Arrivati a Matewere orde di bimbi selvaggi con le madri si erano accalcati davanti l’ambulatorio. La voce che durante le visite mediche distribuivamo doni si era sparsa per tutto il villaggio e oltre, così ogni piccola malattia era un ottima scusa per venirci a trovare. Annunciammo che per oggi non ci sarebbero state visite e ci incamminammo verso il furgoncino bianco.
Lì ad aspettarmi un piccolo coniglietto nero con il musino bianco, un dono di Manuel, il giardiniere. Fui felice come una bimba per quel piccolo batuffolo. I bimbi selvaggi volevano che io rimanessi lí per un giro giro tondo o una bella lavaderina ma io a malincuore volevo proseguire l’altra missione.
Con il coniglietto alla mano, che chiamai LUA (LUNA, in Chichewa, lingua dei più poveri o meglio della maggior parte della popolazione), mi incamminai insieme a Damiano e Patrizia nel villaggio vicino “Gnagnale”. Ci fermammo in un “cortile”, dove due bimbe stavano giocando, ci avvicinammo e tra la “capulana” le bimbe avevano delle bambole fatte di terra, bellissime. Mi si spezzo il cuore vedendo quelle opere d’arte, pensai al mio scatolone di Barbie ultimo modello lasciato ad ammuffire in soffitta. Dal niente quelle due bimbe ricavarono il tutto. Iniziarono a ridere a crepapelle quando noi scovammo le bambole, divertite dal loro stesso gioco. Proseguimmo il cammino, il villaggio era pressoché vuoto, stavano tutti al funerale della bimba, qui i funerali durano 3 gironi circa. Più andavamo avanti e più l’orda di bimbi aumentava, avevamo di nuovo costruito un esercito di bimbi selvaggi che mangiava topi ma aveva paura della piccola LUA.

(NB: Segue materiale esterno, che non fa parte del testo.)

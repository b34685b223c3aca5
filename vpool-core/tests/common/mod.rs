//! Shared fixtures for integration tests.

#![allow(dead_code)]

use std::path::{Path, PathBuf};
use std::sync::Arc;
use std::time::Duration;
use tempfile::TempDir;
use vpool_core::{Config, MemoryConnection, ObjectStore, PoolCreateRequest, Services};

/// Services wired to an in-memory manager and object store.
pub struct TestEnv {
    pub temp: TempDir,
    pub conn: MemoryConnection,
    pub services: Services,
}

impl TestEnv {
    pub async fn new() -> Self {
        Self::with_ttl(300).await
    }

    pub async fn with_ttl(scan_ttl_secs: u64) -> Self {
        let temp = TempDir::new().unwrap();
        let config = Config {
            staging_dir: temp.path().join("staging").to_string_lossy().to_string(),
            scan_ttl_secs,
            scan_timeout_secs: 30,
            max_concurrent_tasks: 2,
            max_pending_tasks: 8,
            ..Config::default()
        };
        let conn = MemoryConnection::new();
        let store = ObjectStore::new_in_memory().await.unwrap();
        let services = Services::with_store(config, Arc::new(conn.clone()), store).await.unwrap();
        Self { temp, conn, services }
    }

    /// Directory under the test's temp dir, created on demand.
    pub fn dir(&self, name: &str) -> PathBuf {
        let path = self.temp.path().join(name);
        std::fs::create_dir_all(&path).unwrap();
        path
    }

    /// A path under the temp dir that does not exist yet.
    pub fn path(&self, name: &str) -> PathBuf {
        self.temp.path().join(name)
    }
}

pub fn request(name: &str, pool_type: &str, path: &Path) -> PoolCreateRequest {
    PoolCreateRequest {
        name: Some(name.to_string()),
        pool_type: Some(pool_type.to_string()),
        path: Some(path.to_path_buf()),
        ..PoolCreateRequest::default()
    }
}

/// Write a file carrying an ISO-9660 primary volume descriptor.
pub fn write_iso(path: &Path) {
    let mut data = vec![0u8; 34 * 1024];
    data[32768] = 1;
    data[32769..32774].copy_from_slice(b"CD001");
    data[32774] = 1;
    std::fs::write(path, data).unwrap();
}

/// Poll `check` until it holds or five seconds pass.
pub async fn eventually<F, Fut>(what: &str, check: F)
where
    F: Fn() -> Fut,
    Fut: std::future::Future<Output = bool>,
{
    let deadline = tokio::time::Instant::now() + Duration::from_secs(5);
    while !check().await {
        assert!(tokio::time::Instant::now() < deadline, "timed out waiting for {}", what);
        tokio::time::sleep(Duration::from_millis(10)).await;
    }
}
//! Background task registry.
//!
//! Every submitted work item runs on its own tokio task and owns the only
//! writer of its status (a `watch` sender). Readers take snapshots with
//! [`TaskRegistry::get`] or wait for completion with [`TaskRegistry::wait`];
//! neither can race the writer.
//!
//! Concurrency is bounded: at most `max_concurrent` work items execute at a
//! time and at most `max_pending` tasks (running plus queued) are admitted.
//! Submissions beyond that fail with `TaskQueueFull` instead of piling up.

use crate::config::Config;
use crate::error::{Result, VpoolError};
use crate::types::{Task, TaskStatus};
use std::collections::BTreeMap;
use std::fmt::Display;
use std::future::Future;
use std::sync::atomic::{AtomicU64, AtomicUsize, Ordering};
use std::sync::Arc;
use tokio::sync::{watch, RwLock, Semaphore};
use tracing::{debug, info, instrument, warn};

/// Message of a task that is waiting for a free worker slot.
pub const QUEUED_MESSAGE: &str = "queued";

/// Message of a task whose worker started and has not reported yet.
pub const RUNNING_MESSAGE: &str = "running";

/// Registry of background tasks.
#[derive(Clone)]
pub struct TaskRegistry {
    inner: Arc<Inner>,
}

struct Inner {
    next_id: AtomicU64,
    tasks: RwLock<BTreeMap<u64, watch::Receiver<Task>>>,
    permits: Arc<Semaphore>,
    pending: AtomicUsize,
    max_pending: usize,
}

impl TaskRegistry {
    /// Create a registry running at most `max_concurrent` work items at once
    /// and admitting at most `max_pending` unfinished tasks.
    pub fn new(max_concurrent: usize, max_pending: usize) -> Self {
        let max_concurrent = max_concurrent.max(1);
        Self {
            inner: Arc::new(Inner {
                next_id: AtomicU64::new(0),
                tasks: RwLock::new(BTreeMap::new()),
                permits: Arc::new(Semaphore::new(max_concurrent)),
                pending: AtomicUsize::new(0),
                max_pending: max_pending.max(max_concurrent),
            }),
        }
    }

    pub fn from_config(config: &Config) -> Self {
        Self::new(config.max_concurrent_tasks, config.max_pending_tasks)
    }

    /// Schedule `work` on a background worker and return its task id.
    ///
    /// `work` receives a [`ProgressReporter`]. The task fails with the
    /// error's text if `work` returns `Err` or panics; returning `Ok` without
    /// reporting completion finishes it with the last message.
    #[instrument(skip(self, work))]
    pub async fn submit<F, Fut, E>(&self, target: Option<String>, work: F) -> Result<String>
    where
        F: FnOnce(ProgressReporter) -> Fut + Send + 'static,
        Fut: Future<Output = std::result::Result<(), E>> + Send + 'static,
        E: Display + Send + 'static,
    {
        self.admit()?;

        let id = self.inner.next_id.fetch_add(1, Ordering::SeqCst) + 1;
        let task_id = id.to_string();
        let (tx, rx) = watch::channel(Task {
            id: task_id.clone(),
            target,
            status: TaskStatus::Running,
            message: QUEUED_MESSAGE.to_string(),
        });
        self.inner.tasks.write().await.insert(id, rx);

        let reporter = ProgressReporter { tx: Arc::new(tx) };
        let inner = self.inner.clone();

        tokio::spawn(async move {
            let _slot = PendingSlot(inner.clone());

            let _permit = match inner.permits.clone().acquire_owned().await {
                Ok(permit) => permit,
                Err(_) => {
                    reporter.fail("task registry is shut down");
                    return;
                }
            };
            reporter.progress(RUNNING_MESSAGE);

            // The work item runs in its own task so a panic is caught here
            let worker_reporter = reporter.clone();
            let worker = tokio::spawn(async move { work(worker_reporter).await });

            match worker.await {
                Ok(Ok(())) => reporter.finish_if_running(),
                Ok(Err(e)) => reporter.fail(e.to_string()),
                Err(e) if e.is_panic() => {
                    reporter.fail(format!("task panicked: {}", panic_message(e.into_panic())))
                }
                Err(e) => reporter.fail(e.to_string()),
            }
        });

        metrics::counter!("vpool_tasks_submitted_total").increment(1);
        info!(task_id = %task_id, "Task submitted");
        Ok(task_id)
    }

    /// Snapshot of a task.
    pub async fn get(&self, task_id: &str) -> Result<Task> {
        let id = parse_id(task_id)?;
        let tasks = self.inner.tasks.read().await;
        tasks
            .get(&id)
            .map(|rx| rx.borrow().clone())
            .ok_or_else(|| VpoolError::TaskNotFound { task_id: task_id.to_string() })
    }

    /// Ids of all known tasks in submission order.
    pub async fn list(&self) -> Vec<String> {
        self.inner.tasks.read().await.keys().map(ToString::to_string).collect()
    }

    /// Wait until the task reaches a terminal status and return it.
    pub async fn wait(&self, task_id: &str) -> Result<Task> {
        let id = parse_id(task_id)?;
        let mut rx = self
            .inner
            .tasks
            .read()
            .await
            .get(&id)
            .cloned()
            .ok_or_else(|| VpoolError::TaskNotFound { task_id: task_id.to_string() })?;

        if let Ok(task) = rx.wait_for(|task| task.status.is_terminal()).await {
            return Ok(task.clone());
        }
        // Sender gone without a terminal report
        let task = rx.borrow().clone();
        Ok(task)
    }

    /// Forget a terminal task. Running tasks cannot be evicted.
    #[instrument(skip(self))]
    pub async fn evict(&self, task_id: &str) -> Result<Task> {
        let id = parse_id(task_id)?;
        let mut tasks = self.inner.tasks.write().await;
        let task = tasks
            .get(&id)
            .map(|rx| rx.borrow().clone())
            .ok_or_else(|| VpoolError::TaskNotFound { task_id: task_id.to_string() })?;

        if !task.status.is_terminal() {
            return Err(VpoolError::invalid(format!("task {} is still running", task_id)));
        }
        tasks.remove(&id);
        debug!(task_id, "Task evicted");
        Ok(task)
    }

    /// Tasks admitted and not yet terminal.
    pub fn pending(&self) -> usize {
        self.inner.pending.load(Ordering::SeqCst)
    }

    fn admit(&self) -> Result<()> {
        let limit = self.inner.max_pending;
        self.inner
            .pending
            .fetch_update(Ordering::SeqCst, Ordering::SeqCst, |n| (n < limit).then_some(n + 1))
            .map_err(|pending| {
                warn!(pending, limit, "Task queue full, rejecting submission");
                metrics::counter!("vpool_tasks_rejected_total").increment(1);
                VpoolError::TaskQueueFull { pending, limit }
            })?;
        metrics::gauge!("vpool_tasks_pending").increment(1.0);
        Ok(())
    }
}

/// Releases an admission slot when the task's supervisor ends.
struct PendingSlot(Arc<Inner>);

impl Drop for PendingSlot {
    fn drop(&mut self) {
        self.0.pending.fetch_sub(1, Ordering::SeqCst);
        metrics::gauge!("vpool_tasks_pending").decrement(1.0);
    }
}

/// Progress callback handed to a task's work item.
///
/// Reports after the task reached a terminal status are ignored.
#[derive(Clone)]
pub struct ProgressReporter {
    tx: Arc<watch::Sender<Task>>,
}

impl ProgressReporter {
    pub fn task_id(&self) -> String {
        self.tx.borrow().id.clone()
    }

    /// Record `message`; `done` marks the task finished.
    ///
    /// Returns false when the task was already terminal.
    pub fn update(&self, message: impl Into<String>, done: bool) -> bool {
        let message = message.into();
        let applied = self.tx.send_if_modified(|task| {
            if task.status.is_terminal() {
                return false;
            }
            task.message = message;
            if done {
                task.status = TaskStatus::Finished;
            }
            true
        });
        if applied && done {
            metrics::counter!("vpool_tasks_finished_total").increment(1);
            info!(task_id = %self.task_id(), "Task finished");
        }
        applied
    }

    pub fn progress(&self, message: impl Into<String>) -> bool {
        self.update(message, false)
    }

    pub fn finish(&self, message: impl Into<String>) -> bool {
        self.update(message, true)
    }

    fn finish_if_running(&self) {
        let message = self.tx.borrow().message.clone();
        self.update(message, true);
    }

    fn fail(&self, message: impl Into<String>) {
        let message = message.into();
        let applied = self.tx.send_if_modified(|task| {
            if task.status.is_terminal() {
                return false;
            }
            task.status = TaskStatus::Failed;
            task.message = message.clone();
            true
        });
        if applied {
            metrics::counter!("vpool_tasks_failed_total").increment(1);
            warn!(task_id = %self.task_id(), error = %message, "Task failed");
        }
    }
}

fn parse_id(task_id: &str) -> Result<u64> {
    task_id.parse().map_err(|_| VpoolError::TaskNotFound { task_id: task_id.to_string() })
}

fn panic_message(payload: Box<dyn std::any::Any + Send>) -> String {
    if let Some(s) = payload.downcast_ref::<&str>() {
        s.to_string()
    } else if let Some(s) = payload.downcast_ref::<String>() {
        s.clone()
    } else {
        "unknown panic".to_string()
    }
}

Inizio con fatica a capire perché questo paese ha l’acqua e non si lava, ha la terra da coltivare, gli animali da allevare e si muore di fame, come dice Gianni: “Questo è un campo un pò complesso”. L’associazione non nasce per dettare leggi di vita ma per mostrare come un mondo migliore può esistere, nasce per aiutare a camminare, non per fare da carrozzina.
ZUA (sole in Chichewa) se ne andò e così anche noi con amore/odio per “un paese un po’ complesso”.